Students can enter in up to 50 classes to the GUI and our algorithm will produce the top ranked schedules pooled from those classes. The ranking criteria pools data from RateMyProfessor, such as professor rating as well as statistical data about those classes such as average GPA to calculate an heuristic ranking for that class.

How we built it

The schedule generation is based off of an "n-Queens" and "MiniMax" inspired backtracking recursion algorithm that returned all possible schedules in Winter '23 with the given set of classes.

Course and instructor data was retrieved from the PeterPortal API, and additional instructor data was scraped from RateMyProfessor (RMP) to be used in Machine Learning analysis. The rating, tags, difficulty, and other features about professors from RMP were leveraged to build a Gradient Boosted Decision Tree Regression model that helped assess a professor's quality. Those scores, along with average GPA scores for individual courses were used to establish overall scores for individual course offerings, which were then averaged to give a final "ZotRating" for a particular schedule.
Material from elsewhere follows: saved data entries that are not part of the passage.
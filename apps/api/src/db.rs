use anyhow::Result;
use sqlx::postgres::PgPoolOptions;
use sqlx::PgPool;
use tracing::info;

/// Creates and returns a PostgreSQL connection pool.
/// Schema lives in `migrations/` and is applied out of band.
pub async fn create_pool(database_url: &str) -> Result<PgPool> {
    info!("Connecting to PostgreSQL...");

    let pool = PgPoolOptions::new()
        .max_connections(10)
        .connect(database_url)
        .await?;

    info!("PostgreSQL connection pool established");
    Ok(pool)
}
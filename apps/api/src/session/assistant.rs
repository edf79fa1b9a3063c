//! Prompt Assembler — builds the voice-agent persona for one session from a
//! role/level/techstack/questions tuple. The templates are consts; every
//! assembly works on its own copy, so no invocation can leak questions into
//! the next.

use crate::errors::AppError;
use crate::session::SessionKind;
use crate::voice::{
    AssistantConfig, ModelConfig, ModelMessage, TranscriberConfig, VoiceConfig,
};

pub const ASSISTANT_NAME: &str = "PrepWise AI Interviewer";

/// System prompt for the voice agent. Placeholders are interpolated per
/// session; `{{questions}}` becomes a bulleted list.
const INTERVIEWER_SYSTEM_TEMPLATE: &str = "\
You are a professional job interviewer conducting a real-time voice interview for a {{level}} {{role}} position.

The required tech stack includes: {{techstack}}.

Ask the following questions in a conversational manner, one at a time:
{{questions}}

Interview Guidelines:
- Listen actively to responses and acknowledge them before moving forward
- Ask follow-up questions if a response is vague or requires more detail
- Keep the conversation flowing naturally
- Be professional, yet warm and welcoming
- Use official yet friendly language
- Keep responses concise (like in a real voice interview)

Conclude the interview by thanking the candidate for their time.";

/// Question set used by generative sessions, which have no stored interview
/// to draw questions from yet.
pub const DEFAULT_GENERATE_QUESTIONS: [&str; 5] = [
    "Tell me about your experience with web development.",
    "How do you approach learning new technologies?",
    "Can you describe a challenging project you've worked on recently?",
    "What are your strengths as a developer?",
    "Do you have any questions about the position?",
];

/// Candidate and role inputs for one session.
#[derive(Debug, Clone)]
pub struct SessionProfile {
    pub user_name: String,
    pub role: String,
    pub level: String,
    pub techstack: Vec<String>,
    pub questions: Vec<String>,
}

/// Builds the full voice session config for one session.
///
/// Interview sessions must carry at least one question; assembly fails fast
/// with a configuration error before any transport call is made. Generative
/// sessions ignore `profile.questions` and use the default set.
pub fn assemble(kind: SessionKind, profile: &SessionProfile) -> Result<AssistantConfig, AppError> {
    let questions: Vec<String> = match kind {
        SessionKind::Generate => DEFAULT_GENERATE_QUESTIONS
            .iter()
            .map(|q| q.to_string())
            .collect(),
        SessionKind::Interview => {
            if profile.questions.is_empty() {
                return Err(AppError::Configuration(
                    "No questions provided for the interview".to_string(),
                ));
            }
            profile.questions.clone()
        }
    };

    let bulleted = format!("- {}", questions.join("\n- "));
    let system_prompt = INTERVIEWER_SYSTEM_TEMPLATE
        .replace("{{level}}", &profile.level)
        .replace("{{role}}", &profile.role)
        .replace("{{techstack}}", &profile.techstack.join(", "))
        .replace("{{questions}}", &bulleted);

    let first_message = format!(
        "Hello {}! Thank you for taking the time to speak with me today. \
         I'm excited to learn more about you and your experience as a {}.",
        profile.user_name, profile.role
    );

    Ok(AssistantConfig {
        name: ASSISTANT_NAME.to_string(),
        transcriber: TranscriberConfig {
            provider: "deepgram".to_string(),
            model: "nova-2".to_string(),
            language: "en".to_string(),
        },
        voice: VoiceConfig {
            provider: "11labs".to_string(),
            voice_id: "sarah".to_string(),
            stability: 0.4,
            similarity_boost: 0.8,
            speed: 0.9,
            style: 0.5,
            use_speaker_boost: true,
        },
        first_message,
        model: ModelConfig {
            provider: "openai".to_string(),
            model: "gpt-4".to_string(),
            messages: vec![ModelMessage {
                role: "system".to_string(),
                content: system_prompt,
            }],
        },
        client_messages: vec![],
        server_messages: vec![],
    })
}
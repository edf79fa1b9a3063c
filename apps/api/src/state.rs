use std::sync::Arc;

use crate::config::Config;
use crate::feedback::generator::ScoringModel;
use crate::llm_client::LlmClient;
use crate::session::SessionRegistry;
use crate::store::InterviewStore;
use crate::voice::VoiceTransport;

/// Shared application state injected into all route handlers via Axum
/// extractors. Service handles are explicit trait objects so tests can
/// substitute fakes — no global clients anywhere.
#[derive(Clone)]
pub struct AppState {
    pub store: Arc<dyn InterviewStore>,
    /// Question generation goes through the shared LLM client directly.
    pub llm: LlmClient,
    /// Feedback scoring backend. Production: `LlmScoringModel`.
    pub scorer: Arc<dyn ScoringModel>,
    /// Voice provider transport. Production: `HostedVoiceClient`.
    pub voice: Arc<dyn VoiceTransport>,
    /// Live sessions (session id → session).
    pub sessions: SessionRegistry,
    pub config: Config,
}
//! Feedback Generator — renders a completed transcript, submits it to the
//! hosted scoring model, validates the structured reply, and stamps the
//! resulting feedback value. Persistence is the caller's job.

use async_trait::async_trait;
use chrono::Utc;
use serde::{Deserialize, Serialize};

use crate::errors::AppError;
use crate::feedback::prompts::{FEEDBACK_PROMPT_TEMPLATE, FEEDBACK_SYSTEM};
use crate::feedback::validation::validate_draft;
use crate::llm_client::{LlmClient, LlmError};
use crate::models::feedback::{CategoryScore, Feedback};
use crate::session::transcript::TranscriptEntry;

/// One scored category as returned by the model, before validation.
/// Scores stay wide here so an out-of-range value is reported as a schema
/// violation rather than a parse failure.
#[derive(Debug, Clone, Serialize, Deserialize)]
pub struct DraftCategoryScore {
    pub name: String,
    pub score: i64,
    pub comment: String,
}

/// Raw structured output of the scoring model.
#[derive(Debug, Clone, Serialize, Deserialize)]
#[serde(rename_all = "camelCase")]
pub struct FeedbackDraft {
    pub total_score: i64,
    pub category_scores: Vec<DraftCategoryScore>,
    pub strengths: Vec<String>,
    pub areas_for_improvement: Vec<String>,
    pub final_assessment: String,
}

/// The scoring model. Carried in `AppState` as `Arc<dyn ScoringModel>`;
/// tests substitute a fake returning a fixed draft.
#[async_trait]
pub trait ScoringModel: Send + Sync {
    async fn score_transcript(&self, prompt: &str, system: &str)
        -> Result<FeedbackDraft, AppError>;
}

/// Production scoring model backed by the shared LLM client.
pub struct LlmScoringModel(pub LlmClient);

#[async_trait]
impl ScoringModel for LlmScoringModel {
    async fn score_transcript(
        &self,
        prompt: &str,
        system: &str,
    ) -> Result<FeedbackDraft, AppError> {
        self.0
            .call_json::<FeedbackDraft>(prompt, system)
            .await
            .map_err(|e| match e {
                // A reply that doesn't parse into the draft shape is
                // malformed structured output, not an infrastructure fault.
                LlmError::Parse(e) => AppError::SchemaViolation(e.to_string()),
                other => AppError::Llm(format!("feedback scoring failed: {other}")),
            })
    }
}

/// Renders a transcript into the flat line-oriented block the evaluation
/// prompt expects: one `- role: content` line per entry, in order.
pub fn format_transcript(entries: &[TranscriptEntry]) -> String {
    entries
        .iter()
        .map(|entry| format!("- {}: {}\n", entry.role, entry.content))
        .collect()
}

/// Scores a completed transcript. One outbound model call, no retry at this
/// level; a draft that fails validation aborts with a schema violation and
/// nothing is persisted.
pub async fn generate_feedback(
    model: &dyn ScoringModel,
    transcript: &[TranscriptEntry],
) -> Result<Feedback, AppError> {
    let formatted = format_transcript(transcript);
    let prompt = FEEDBACK_PROMPT_TEMPLATE.replace("{transcript}", &formatted);

    let draft = model.score_transcript(&prompt, FEEDBACK_SYSTEM).await?;

    validate_draft(&draft).map_err(|e| AppError::SchemaViolation(e.to_string()))?;

    Ok(Feedback {
        total_score: draft.total_score as u8,
        category_scores: draft
            .category_scores
            .into_iter()
            .map(|c| CategoryScore {
                name: c.name,
                score: c.score as u8,
                comment: c.comment,
            })
            .collect(),
        strengths: draft.strengths,
        areas_for_improvement: draft.areas_for_improvement,
        final_assessment: draft.final_assessment,
        created_at: Utc::now(),
    })
}
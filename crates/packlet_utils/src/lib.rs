pub mod builtin_modules;
pub mod ecmascript;
pub mod indexmap;
pub mod lines_count;
pub mod path_ext;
Our frontend was built with React and the Chakra UI toolkit. Using these tools allowed us to quickly iterate on the design and make changes in real-time. To bridge the data between the frontend and backend ML data, we used a Python FastAPI web server which made data serialization and deserialization from native Python types simple and expressive. Additionally, we used the open-source search engine Meilisearch running as a separate server to index all UCI courses to allow users to search for courses based on their course code, title, or description in seconds.

All of this was bundled into a Docker container which was deployed to Fly.io and connected to a separate Meilisearch Docker container, with A record forwarding for the ZotScheduler.app domain.

Challenges we ran into

It was difficult to determine what ML model to use, considering that there was not a specific value that was best to predict. Instead, we selected to create an intentionally inaccurate prediction of a professor's RMP rating that took into account other factors, resulting in a more accurate result overall. It was also difficult to learn how to run our Python app in a docker container, and we spent a lot of time troubleshooting how to create a dockerfile and compile all of our requirements (such as MeiliSearch) through docker.

Accomplishments that we're proud of

Integration of Machine Learning algorithms was a goal of ours and we're ecstatic that we were able to incorporate it in producing a responsive schedule ranking database based on numerous attributes. This was also the first time we combined a robust backend with a rich frontend that could be deployed into the real world to be a useful tool for all UCI students.

What we learned

We gained experience using GraphQL for the PeterPortal API, as well as gained practice in Web Scraping. This was also our first time incorporating Machine Learning into a project. We also learned how to host Python apps in docker containers and launch our app onto a public domain.

What's next for ZotScheduler

We are already running ZotScheduler on fly.io servers at ZotScheduler.app. We plan to update the database with information for future quarters from Spring 2023 onwards. Of course, user feedback will be essential in determining any useful features that should be added and anything we need to revise.